• **THE TASK**
If a line in the material below has the string "fields", copy it out.

━━━━━━━━━━

//! Configuration management for Quill.
//!
//! Parses `quill.toml` configuration files with serde and provides
//! auto-discovery of config files in parent directories.
//!
//! CLI settings can be applied during load via [`CliSettings`].
//!
//! ## Environment Variable Expansion
//!
//! String configuration values support environment variable expansion:
//!
//! - `${VAR}` - expands to the value of VAR, errors if unset
//! - `${VAR:-default}` - expands to VAR if set, otherwise uses default
//!
//! Expanded fields:
//! - `highlight.theme`
//! - `highlight.remote_url`

mod expand;

use serde::Deserialize;
use std::path::{Path, PathBuf};
use std::str::FromStr;
use std::time::Duration;

/// CLI settings that override configuration file values.
///
/// All fields are optional. Only non-None values override the loaded config.
#[derive(Debug, Default)]
pub struct CliSettings {
    /// Override highlighting theme.
    pub theme: Option<String>,
    /// Override highlighting backend.
    pub backend: Option<HighlightBackend>,
    /// Override remote highlighting service URL.
    pub remote_url: Option<String>,
    /// Override cache enabled flag.
    pub cache_enabled: Option<bool>,
}

/// Configuration filename to search for.
const CONFIG_FILENAME: &str = "quill.toml";

/// Longest accepted remote highlighting timeout.
const MAX_TIMEOUT_SECS: u64 = 300;

/// Application configuration.
#[derive(Debug, Default, Deserialize)]
#[serde(default)]
pub struct Config {
    /// Code highlighting configuration.
    pub highlight: HighlightConfig,
    /// Cache configuration.
    pub cache: CacheConfig,
    /// Responsive image configuration.
    pub images: ImagesConfig,

    /// Path to the config file (set after loading).
    #[serde(skip)]
    pub config_path: Option<PathBuf>,
}

/// Which backend renders code blocks.
#[derive(Debug, Clone, Copy, Default, PartialEq, Eq, Deserialize)]
#[serde(rename_all = "lowercase")]
pub enum HighlightBackend {
    /// In-process syntect grammars.
    #[default]
    Syntect,
    /// HTTP highlighting service at `highlight.remote_url`.
    Remote,
}

impl FromStr for HighlightBackend {
    type Err = String;

    fn from_str(s: &str) -> Result<Self, Self::Err> {
        match s {
            "syntect" => Ok(Self::Syntect),
            "remote" => Ok(Self::Remote),
            other => Err(format!(
                "unknown highlight backend '{other}' (valid: syntect, remote)"
            )),
        }
    }
}

/// Code highlighting configuration.
#[derive(Debug, Deserialize)]
#[serde(default)]
pub struct HighlightConfig {
    /// Theme name passed to the backend.
    pub theme: String,
    /// Backend selection.
    pub backend: HighlightBackend,
    /// Remote highlighting service URL (required for the remote backend).
    pub remote_url: Option<String>,
    /// Remote request timeout in seconds.
    pub timeout_secs: u64,
}

impl Default for HighlightConfig {
    fn default() -> Self {
        Self {
            theme: "base16-ocean.dark".to_owned(),
            backend: HighlightBackend::default(),
            remote_url: None,
            timeout_secs: 10,
        }
    }
}

impl HighlightConfig {
    /// Remote request timeout.
    #[must_use]
    pub fn timeout(&self) -> Duration {
        Duration::from_secs(self.timeout_secs)
    }
}

/// Cache configuration.
#[derive(Debug, Deserialize)]
#[serde(default)]
pub struct CacheConfig {
    /// Whether highlighted markup is cached.
    pub enabled: bool,
}

impl Default for CacheConfig {
    fn default() -> Self {
        Self { enabled: true }
    }
}

/// Responsive image configuration.
///
/// Unset fields use the media defaults.
#[derive(Debug, Default, Deserialize)]
#[serde(default)]
pub struct ImagesConfig {
    /// Widths to generate variants for.
    pub breakpoints: Option<Vec<u32>>,
    /// Width divided by height.
    pub aspect_ratio: Option<f64>,
    /// Value of the `sizes` attribute.
    pub sizes: Option<String>,
}

/// Configuration error.
#[derive(Debug, thiserror::Error)]
pub enum ConfigError {
    /// File not found.
    #[error("Configuration file not found: {}", .0.display())]
    NotFound(PathBuf),
    /// I/O error.
    #[error("I/O error: {0}")]
    Io(#[from] std::io::Error),
    /// TOML parsing error.
    #[error("TOML parse error: {0}")]
    Parse(#[from] toml::de::Error),
    /// Validation error.
    #[error("Configuration error: {0}")]
    Validation(String),
    /// Environment variable error during expansion.
    #[error("Environment variable error in {field}: {message}")]
    EnvVar {
        /// Config field path (e.g., "`highlight.remote_url`").
        field: String,
        /// Error message.
        message: String,
    },
}

/// Require a string field to be non-empty.
fn require_non_empty(value: &str, field: &str) -> Result<(), ConfigError> {
    if value.is_empty() {
        return Err(ConfigError::Validation(format!("{field} cannot be empty")));
    }
    Ok(())
}

/// Require a URL field to use http:// or https:// scheme.
fn require_http_url(url: &str, field: &str) -> Result<(), ConfigError> {
    if !url.starts_with("http://") && !url.starts_with("https://") {
        return Err(ConfigError::Validation(format!(
            "{field} must start with http:// or https://"
        )));
    }
    Ok(())
}

impl Config {
    /// Load configuration from file with optional CLI settings.
    ///
    /// If `config_path` is provided, loads from that file.
    /// Otherwise, searches for `quill.toml` in current directory and parents,
    /// falling back to defaults.
    ///
    /// CLI settings are applied after loading and validated together with the
    /// file values.
    ///
    /// # Errors
    ///
    /// Returns error if explicit `config_path` doesn't exist, parsing fails or
    /// the resulting configuration is invalid.
    pub fn load(
        config_path: Option<&Path>,
        cli_settings: Option<&CliSettings>,
    ) -> Result<Self, ConfigError> {
        let mut config = if let Some(path) = config_path {
            if !path.exists() {
                return Err(ConfigError::NotFound(path.to_path_buf()));
            }
            Self::load_from_file(path)?
        } else if let Some(discovered) = Self::discover_config() {
            tracing::debug!(path = %discovered.display(), "discovered config file");
            Self::load_from_file(&discovered)?
        } else {
            Self::default()
        };

        if let Some(settings) = cli_settings {
            config.apply_cli_settings(settings);
        }

        config.validate()?;
        Ok(config)
    }

    /// Apply CLI settings to the configuration.
    fn apply_cli_settings(&mut self, settings: &CliSettings) {
        if let Some(theme) = &settings.theme {
            self.highlight.theme.clone_from(theme);
        }
        if let Some(backend) = settings.backend {
            self.highlight.backend = backend;
        }
        if let Some(remote_url) = &settings.remote_url {
            self.highlight.remote_url = Some(remote_url.clone());
        }
        if let Some(cache_enabled) = settings.cache_enabled {
            self.cache.enabled = cache_enabled;
        }
    }

    /// Search for config file in current directory and parents.
    fn discover_config() -> Option<PathBuf> {
        let current = std::env::current_dir().ok()?;
        Self::discover_config_from(current)
    }

    fn discover_config_from(mut current: PathBuf) -> Option<PathBuf> {
        loop {
            let candidate = current.join(CONFIG_FILENAME);
            if candidate.exists() {
                return Some(candidate);
            }
            if !current.pop() {
                return None;
            }
        }
    }

    /// Load configuration from a specific file.
    fn load_from_file(path: &Path) -> Result<Self, ConfigError> {
        let content = std::fs::read_to_string(path)?;
        let mut config: Self = toml::from_str(&content)?;

        config.expand_env_vars()?;
        config.config_path = Some(path.to_path_buf());

        Ok(config)
    }

    /// Validate configuration values.
    ///
    /// # Errors
    ///
    /// Returns `ConfigError::Validation` if any validation fails.
    pub fn validate(&self) -> Result<(), ConfigError> {
        self.validate_highlight()?;
        self.validate_images()?;
        Ok(())
    }

    /// Validate highlight configuration.
    fn validate_highlight(&self) -> Result<(), ConfigError> {
        require_non_empty(&self.highlight.theme, "highlight.theme")?;

        if self.highlight.backend == HighlightBackend::Remote {
            let url = self.highlight.remote_url.as_deref().ok_or_else(|| {
                ConfigError::Validation(
                    "highlight.backend = \"remote\" requires highlight.remote_url".to_owned(),
                )
            })?;
            require_non_empty(url, "highlight.remote_url")?;
            require_http_url(url, "highlight.remote_url")?;
        } else if self.highlight.remote_url.is_some() {
            tracing::warn!("highlight.remote_url is set but the syntect backend is in use");
        }

        let timeout = self.highlight.timeout_secs;
        if timeout == 0 {
            return Err(ConfigError::Validation(
                "highlight.timeout_secs must be greater than 0".to_owned(),
            ));
        }
        if timeout > MAX_TIMEOUT_SECS {
            return Err(ConfigError::Validation(format!(
                "highlight.timeout_secs cannot exceed {MAX_TIMEOUT_SECS}"
            )));
        }

        Ok(())
    }

    /// Validate images configuration.
    fn validate_images(&self) -> Result<(), ConfigError> {
        if let Some(breakpoints) = &self.images.breakpoints
            && breakpoints.contains(&0)
        {
            return Err(ConfigError::Validation(
                "images.breakpoints cannot contain 0".to_owned(),
            ));
        }

        if let Some(ratio) = self.images.aspect_ratio
            && !(ratio.is_finite() && ratio > 0.0)
        {
            return Err(ConfigError::Validation(
                "images.aspect_ratio must be a positive number".to_owned(),
            ));
        }

        Ok(())
    }

    /// Expand environment variable references in configuration strings.
    fn expand_env_vars(&mut self) -> Result<(), ConfigError> {
        self.highlight.theme = expand::expand_env(&self.highlight.theme, "highlight.theme")?;

        if let Some(ref url) = self.highlight.remote_url {
            self.highlight.remote_url = Some(expand::expand_env(url, "highlight.remote_url")?);
        }

        Ok(())
    }
}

━━━━━━━━━━

• **TASK SOLUTION**
//! Expanded fields:
/// All fields are optional. Only non-None values override the loaded config.
/// Unset fields use the media defaults.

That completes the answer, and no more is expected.